- _Task objective_
Copy out each line from the start of the material below until the line with "positive steps and", that line included.

- _Given records_
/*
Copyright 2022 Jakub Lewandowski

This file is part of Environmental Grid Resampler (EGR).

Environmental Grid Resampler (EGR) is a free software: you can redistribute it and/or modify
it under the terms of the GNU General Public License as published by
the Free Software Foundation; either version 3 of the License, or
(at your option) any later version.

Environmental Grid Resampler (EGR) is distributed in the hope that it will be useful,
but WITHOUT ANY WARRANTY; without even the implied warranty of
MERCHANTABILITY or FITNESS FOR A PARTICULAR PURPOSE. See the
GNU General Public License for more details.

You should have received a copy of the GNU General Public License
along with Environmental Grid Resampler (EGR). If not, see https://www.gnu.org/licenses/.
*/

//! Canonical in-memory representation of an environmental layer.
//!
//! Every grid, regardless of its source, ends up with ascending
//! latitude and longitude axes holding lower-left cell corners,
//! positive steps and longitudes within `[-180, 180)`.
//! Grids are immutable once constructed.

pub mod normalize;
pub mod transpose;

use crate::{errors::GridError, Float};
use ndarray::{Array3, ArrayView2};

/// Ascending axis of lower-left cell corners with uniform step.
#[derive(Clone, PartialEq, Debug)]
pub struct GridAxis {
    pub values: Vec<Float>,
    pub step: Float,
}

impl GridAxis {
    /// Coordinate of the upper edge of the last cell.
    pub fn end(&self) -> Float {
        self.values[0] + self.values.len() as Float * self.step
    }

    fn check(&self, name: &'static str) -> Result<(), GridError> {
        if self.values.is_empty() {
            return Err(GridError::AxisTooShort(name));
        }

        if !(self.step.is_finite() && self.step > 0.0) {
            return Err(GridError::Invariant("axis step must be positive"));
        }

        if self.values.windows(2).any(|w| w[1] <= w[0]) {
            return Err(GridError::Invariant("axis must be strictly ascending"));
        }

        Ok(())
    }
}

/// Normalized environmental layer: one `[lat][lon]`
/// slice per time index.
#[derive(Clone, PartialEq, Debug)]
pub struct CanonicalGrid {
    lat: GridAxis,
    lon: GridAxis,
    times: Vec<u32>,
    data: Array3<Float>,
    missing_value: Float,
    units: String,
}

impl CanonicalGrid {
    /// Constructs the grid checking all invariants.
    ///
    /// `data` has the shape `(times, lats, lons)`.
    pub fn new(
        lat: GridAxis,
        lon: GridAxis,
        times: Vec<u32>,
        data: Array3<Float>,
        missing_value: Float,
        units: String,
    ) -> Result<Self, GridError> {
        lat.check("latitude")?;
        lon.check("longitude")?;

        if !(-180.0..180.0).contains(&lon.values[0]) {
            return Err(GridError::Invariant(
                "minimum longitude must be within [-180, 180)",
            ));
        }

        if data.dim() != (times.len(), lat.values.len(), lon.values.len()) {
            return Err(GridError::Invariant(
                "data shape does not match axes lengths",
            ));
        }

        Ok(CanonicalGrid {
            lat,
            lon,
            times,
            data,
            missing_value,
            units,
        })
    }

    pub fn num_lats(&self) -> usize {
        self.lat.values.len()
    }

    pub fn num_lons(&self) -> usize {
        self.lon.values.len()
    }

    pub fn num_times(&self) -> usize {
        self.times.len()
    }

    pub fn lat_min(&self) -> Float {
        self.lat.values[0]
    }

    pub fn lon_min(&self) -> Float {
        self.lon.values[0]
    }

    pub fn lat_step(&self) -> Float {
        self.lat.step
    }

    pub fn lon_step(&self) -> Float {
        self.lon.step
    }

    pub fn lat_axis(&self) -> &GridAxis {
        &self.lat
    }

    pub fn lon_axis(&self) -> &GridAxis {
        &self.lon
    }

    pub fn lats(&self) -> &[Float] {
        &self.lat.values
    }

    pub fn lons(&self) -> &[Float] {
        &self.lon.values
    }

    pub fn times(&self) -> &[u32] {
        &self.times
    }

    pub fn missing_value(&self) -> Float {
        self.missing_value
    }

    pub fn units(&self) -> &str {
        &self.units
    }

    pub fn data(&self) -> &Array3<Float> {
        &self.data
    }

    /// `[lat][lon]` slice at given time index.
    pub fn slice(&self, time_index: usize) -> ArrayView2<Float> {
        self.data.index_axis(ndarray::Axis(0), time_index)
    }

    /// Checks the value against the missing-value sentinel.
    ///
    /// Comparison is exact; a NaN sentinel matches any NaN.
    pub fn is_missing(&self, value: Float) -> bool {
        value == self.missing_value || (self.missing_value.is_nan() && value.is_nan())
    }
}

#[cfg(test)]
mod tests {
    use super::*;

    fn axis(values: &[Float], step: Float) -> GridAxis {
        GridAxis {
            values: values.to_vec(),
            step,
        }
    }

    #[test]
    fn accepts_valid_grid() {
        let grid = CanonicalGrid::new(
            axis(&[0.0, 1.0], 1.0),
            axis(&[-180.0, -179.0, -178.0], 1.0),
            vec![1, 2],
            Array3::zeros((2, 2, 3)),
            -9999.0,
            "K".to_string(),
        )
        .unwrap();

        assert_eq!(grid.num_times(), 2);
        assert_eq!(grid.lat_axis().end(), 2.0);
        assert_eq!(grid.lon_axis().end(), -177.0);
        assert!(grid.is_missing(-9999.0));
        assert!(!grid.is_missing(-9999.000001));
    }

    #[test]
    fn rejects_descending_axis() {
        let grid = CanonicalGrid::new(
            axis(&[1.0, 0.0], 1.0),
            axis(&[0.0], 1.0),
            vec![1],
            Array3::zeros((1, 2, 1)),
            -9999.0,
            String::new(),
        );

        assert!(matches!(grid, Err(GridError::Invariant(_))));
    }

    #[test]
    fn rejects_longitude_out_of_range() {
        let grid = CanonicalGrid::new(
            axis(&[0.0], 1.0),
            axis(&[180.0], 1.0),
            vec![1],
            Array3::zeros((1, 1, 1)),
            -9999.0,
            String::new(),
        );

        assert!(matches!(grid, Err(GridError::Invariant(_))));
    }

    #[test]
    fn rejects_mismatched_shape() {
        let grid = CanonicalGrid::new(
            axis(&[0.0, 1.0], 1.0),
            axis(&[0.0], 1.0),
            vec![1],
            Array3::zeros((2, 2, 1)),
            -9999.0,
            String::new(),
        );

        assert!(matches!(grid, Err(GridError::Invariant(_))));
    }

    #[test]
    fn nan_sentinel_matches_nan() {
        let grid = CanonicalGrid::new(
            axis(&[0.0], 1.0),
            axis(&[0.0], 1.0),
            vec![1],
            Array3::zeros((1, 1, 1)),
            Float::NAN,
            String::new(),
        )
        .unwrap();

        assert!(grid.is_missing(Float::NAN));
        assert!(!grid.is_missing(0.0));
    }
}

- _Result of this task_
/*
Copyright 2022 Jakub Lewandowski

This file is part of Environmental Grid Resampler (EGR).

Environmental Grid Resampler (EGR) is a free software: you can redistribute it and/or modify
it under the terms of the GNU General Public License as published by
the Free Software Foundation; either version 3 of the License, or
(at your option) any later version.

Environmental Grid Resampler (EGR) is distributed in the hope that it will be useful,
but WITHOUT ANY WARRANTY; without even the implied warranty of
MERCHANTABILITY or FITNESS FOR A PARTICULAR PURPOSE. See the
GNU General Public License for more details.

You should have received a copy of the GNU General Public License
along with Environmental Grid Resampler (EGR). If not, see https://www.gnu.org/licenses/.
*/

//! Canonical in-memory representation of an environmental layer.
//!
//! Every grid, regardless of its source, ends up with ascending
//! latitude and longitude axes holding lower-left cell corners,
//! positive steps and longitudes within `[-180, 180)`.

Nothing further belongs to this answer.